Saved data entries:

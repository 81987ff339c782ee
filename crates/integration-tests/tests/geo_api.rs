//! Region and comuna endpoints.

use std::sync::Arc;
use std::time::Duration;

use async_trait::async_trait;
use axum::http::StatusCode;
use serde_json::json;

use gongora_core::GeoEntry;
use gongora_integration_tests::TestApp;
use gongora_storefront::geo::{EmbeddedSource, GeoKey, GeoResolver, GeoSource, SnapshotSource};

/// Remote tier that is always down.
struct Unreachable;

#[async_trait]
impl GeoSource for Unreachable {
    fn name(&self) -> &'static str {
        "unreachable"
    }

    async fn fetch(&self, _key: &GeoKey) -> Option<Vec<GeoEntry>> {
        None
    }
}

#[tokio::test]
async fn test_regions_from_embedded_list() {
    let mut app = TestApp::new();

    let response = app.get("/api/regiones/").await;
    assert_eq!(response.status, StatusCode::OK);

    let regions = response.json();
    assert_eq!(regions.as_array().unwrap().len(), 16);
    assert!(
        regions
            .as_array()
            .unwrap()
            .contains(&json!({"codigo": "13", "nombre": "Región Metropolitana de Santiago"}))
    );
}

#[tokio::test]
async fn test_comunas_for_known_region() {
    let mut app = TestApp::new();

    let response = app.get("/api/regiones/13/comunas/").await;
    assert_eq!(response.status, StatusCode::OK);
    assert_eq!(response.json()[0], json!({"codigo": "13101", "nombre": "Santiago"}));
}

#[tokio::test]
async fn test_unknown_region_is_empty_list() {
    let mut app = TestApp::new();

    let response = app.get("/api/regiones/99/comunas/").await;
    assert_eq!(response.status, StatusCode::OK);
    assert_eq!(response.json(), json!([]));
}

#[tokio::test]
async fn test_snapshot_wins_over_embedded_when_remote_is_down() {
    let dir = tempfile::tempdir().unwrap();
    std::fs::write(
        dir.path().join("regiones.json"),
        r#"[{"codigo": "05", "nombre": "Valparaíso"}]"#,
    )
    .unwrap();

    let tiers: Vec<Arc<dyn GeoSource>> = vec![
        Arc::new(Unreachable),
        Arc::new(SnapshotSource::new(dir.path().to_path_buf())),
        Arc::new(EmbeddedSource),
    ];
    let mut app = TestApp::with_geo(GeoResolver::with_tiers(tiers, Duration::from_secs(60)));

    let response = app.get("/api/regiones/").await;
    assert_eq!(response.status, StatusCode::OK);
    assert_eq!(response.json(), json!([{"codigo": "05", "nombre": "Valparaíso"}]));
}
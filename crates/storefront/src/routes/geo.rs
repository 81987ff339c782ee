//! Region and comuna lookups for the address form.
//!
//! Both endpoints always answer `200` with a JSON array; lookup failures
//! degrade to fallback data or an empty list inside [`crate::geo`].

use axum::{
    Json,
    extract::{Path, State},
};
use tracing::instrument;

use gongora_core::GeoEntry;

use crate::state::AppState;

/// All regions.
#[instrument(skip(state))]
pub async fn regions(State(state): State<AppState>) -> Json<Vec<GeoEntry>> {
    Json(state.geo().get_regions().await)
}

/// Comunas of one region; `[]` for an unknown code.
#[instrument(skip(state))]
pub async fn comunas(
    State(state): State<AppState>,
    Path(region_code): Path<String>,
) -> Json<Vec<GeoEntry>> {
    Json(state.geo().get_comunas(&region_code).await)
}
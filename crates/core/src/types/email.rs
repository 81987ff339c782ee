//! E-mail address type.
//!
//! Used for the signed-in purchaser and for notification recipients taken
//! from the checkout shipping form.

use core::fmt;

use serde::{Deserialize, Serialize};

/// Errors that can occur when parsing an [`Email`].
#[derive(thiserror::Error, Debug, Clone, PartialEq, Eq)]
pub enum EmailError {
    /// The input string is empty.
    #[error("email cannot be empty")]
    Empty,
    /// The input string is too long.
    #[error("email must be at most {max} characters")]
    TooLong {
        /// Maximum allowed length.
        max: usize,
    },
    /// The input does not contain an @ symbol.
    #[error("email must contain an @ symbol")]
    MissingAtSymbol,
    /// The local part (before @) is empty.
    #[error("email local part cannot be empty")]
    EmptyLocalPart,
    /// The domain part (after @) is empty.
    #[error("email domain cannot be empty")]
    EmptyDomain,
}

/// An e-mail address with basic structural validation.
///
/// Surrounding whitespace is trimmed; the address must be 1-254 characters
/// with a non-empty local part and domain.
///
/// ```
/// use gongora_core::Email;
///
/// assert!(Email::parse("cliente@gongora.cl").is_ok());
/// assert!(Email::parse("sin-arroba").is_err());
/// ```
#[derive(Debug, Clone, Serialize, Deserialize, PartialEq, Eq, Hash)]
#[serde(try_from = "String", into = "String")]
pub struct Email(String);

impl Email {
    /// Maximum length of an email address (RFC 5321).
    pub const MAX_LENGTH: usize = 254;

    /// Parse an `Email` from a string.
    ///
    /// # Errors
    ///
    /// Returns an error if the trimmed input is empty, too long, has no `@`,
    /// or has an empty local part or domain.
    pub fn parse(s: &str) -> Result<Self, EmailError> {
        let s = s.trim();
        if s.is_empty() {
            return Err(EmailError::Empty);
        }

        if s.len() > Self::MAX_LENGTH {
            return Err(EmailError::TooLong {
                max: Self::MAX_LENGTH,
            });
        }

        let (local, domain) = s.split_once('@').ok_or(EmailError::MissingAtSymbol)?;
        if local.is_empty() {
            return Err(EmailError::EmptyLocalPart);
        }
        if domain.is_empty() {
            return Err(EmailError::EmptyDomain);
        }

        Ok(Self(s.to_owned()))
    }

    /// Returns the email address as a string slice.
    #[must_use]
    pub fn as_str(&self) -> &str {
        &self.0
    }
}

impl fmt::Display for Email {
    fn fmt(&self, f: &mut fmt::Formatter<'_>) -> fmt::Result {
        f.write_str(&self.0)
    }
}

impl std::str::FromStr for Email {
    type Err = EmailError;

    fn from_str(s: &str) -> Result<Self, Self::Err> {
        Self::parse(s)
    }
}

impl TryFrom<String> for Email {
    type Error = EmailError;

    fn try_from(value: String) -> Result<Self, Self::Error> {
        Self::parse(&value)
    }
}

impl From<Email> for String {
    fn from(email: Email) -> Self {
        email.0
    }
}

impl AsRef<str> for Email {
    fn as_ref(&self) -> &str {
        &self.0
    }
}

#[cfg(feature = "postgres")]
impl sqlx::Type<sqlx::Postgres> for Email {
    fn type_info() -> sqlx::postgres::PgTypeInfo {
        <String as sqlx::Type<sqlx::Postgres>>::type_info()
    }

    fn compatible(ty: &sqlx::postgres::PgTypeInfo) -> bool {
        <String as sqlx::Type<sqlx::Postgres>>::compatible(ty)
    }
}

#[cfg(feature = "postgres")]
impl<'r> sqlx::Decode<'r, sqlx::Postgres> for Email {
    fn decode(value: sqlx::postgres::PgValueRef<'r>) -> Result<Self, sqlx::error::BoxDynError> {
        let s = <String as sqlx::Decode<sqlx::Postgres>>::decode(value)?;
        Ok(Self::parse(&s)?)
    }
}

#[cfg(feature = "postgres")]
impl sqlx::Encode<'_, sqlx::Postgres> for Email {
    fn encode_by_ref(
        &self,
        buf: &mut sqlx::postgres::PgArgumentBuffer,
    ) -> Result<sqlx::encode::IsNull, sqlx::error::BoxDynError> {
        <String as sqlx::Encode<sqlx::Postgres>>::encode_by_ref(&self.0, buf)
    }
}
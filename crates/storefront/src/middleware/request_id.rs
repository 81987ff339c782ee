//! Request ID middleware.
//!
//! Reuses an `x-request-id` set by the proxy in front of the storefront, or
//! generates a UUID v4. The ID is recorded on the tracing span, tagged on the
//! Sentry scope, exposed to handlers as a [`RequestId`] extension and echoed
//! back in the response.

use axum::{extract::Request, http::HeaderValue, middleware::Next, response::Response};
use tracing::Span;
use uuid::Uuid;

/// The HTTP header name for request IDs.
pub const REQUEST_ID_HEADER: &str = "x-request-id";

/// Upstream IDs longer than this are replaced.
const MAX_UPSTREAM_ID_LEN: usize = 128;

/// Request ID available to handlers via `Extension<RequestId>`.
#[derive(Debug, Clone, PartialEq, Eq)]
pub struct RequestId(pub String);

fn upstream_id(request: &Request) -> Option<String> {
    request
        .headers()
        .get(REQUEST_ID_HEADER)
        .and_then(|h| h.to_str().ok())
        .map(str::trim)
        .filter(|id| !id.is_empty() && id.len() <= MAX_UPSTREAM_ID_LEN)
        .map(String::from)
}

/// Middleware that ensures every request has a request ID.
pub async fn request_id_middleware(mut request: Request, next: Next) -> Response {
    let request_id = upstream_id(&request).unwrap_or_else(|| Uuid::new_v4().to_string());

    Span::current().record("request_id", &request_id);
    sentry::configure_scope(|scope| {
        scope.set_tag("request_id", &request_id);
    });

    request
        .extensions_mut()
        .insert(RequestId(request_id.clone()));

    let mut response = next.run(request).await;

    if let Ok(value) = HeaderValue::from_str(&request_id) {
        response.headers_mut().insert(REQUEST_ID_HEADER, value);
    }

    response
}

WHAT YOU WILL DO -
What you give back should be only the lines of the records above, starting at the line with "fn type_info() ->" and ending at the line with "impl<'r> sqlx::Decode<'r, sqlx::Postgres>", restated word for word.

EXERCISE RESULT -
    fn type_info() -> sqlx::postgres::PgTypeInfo {
        <String as sqlx::Type<sqlx::Postgres>>::type_info()
    }

    fn compatible(ty: &sqlx::postgres::PgTypeInfo) -> bool {
        <String as sqlx::Type<sqlx::Postgres>>::compatible(ty)
    }
}

#[cfg(feature = "postgres")]
impl<'r> sqlx::Decode<'r, sqlx::Postgres> for Email {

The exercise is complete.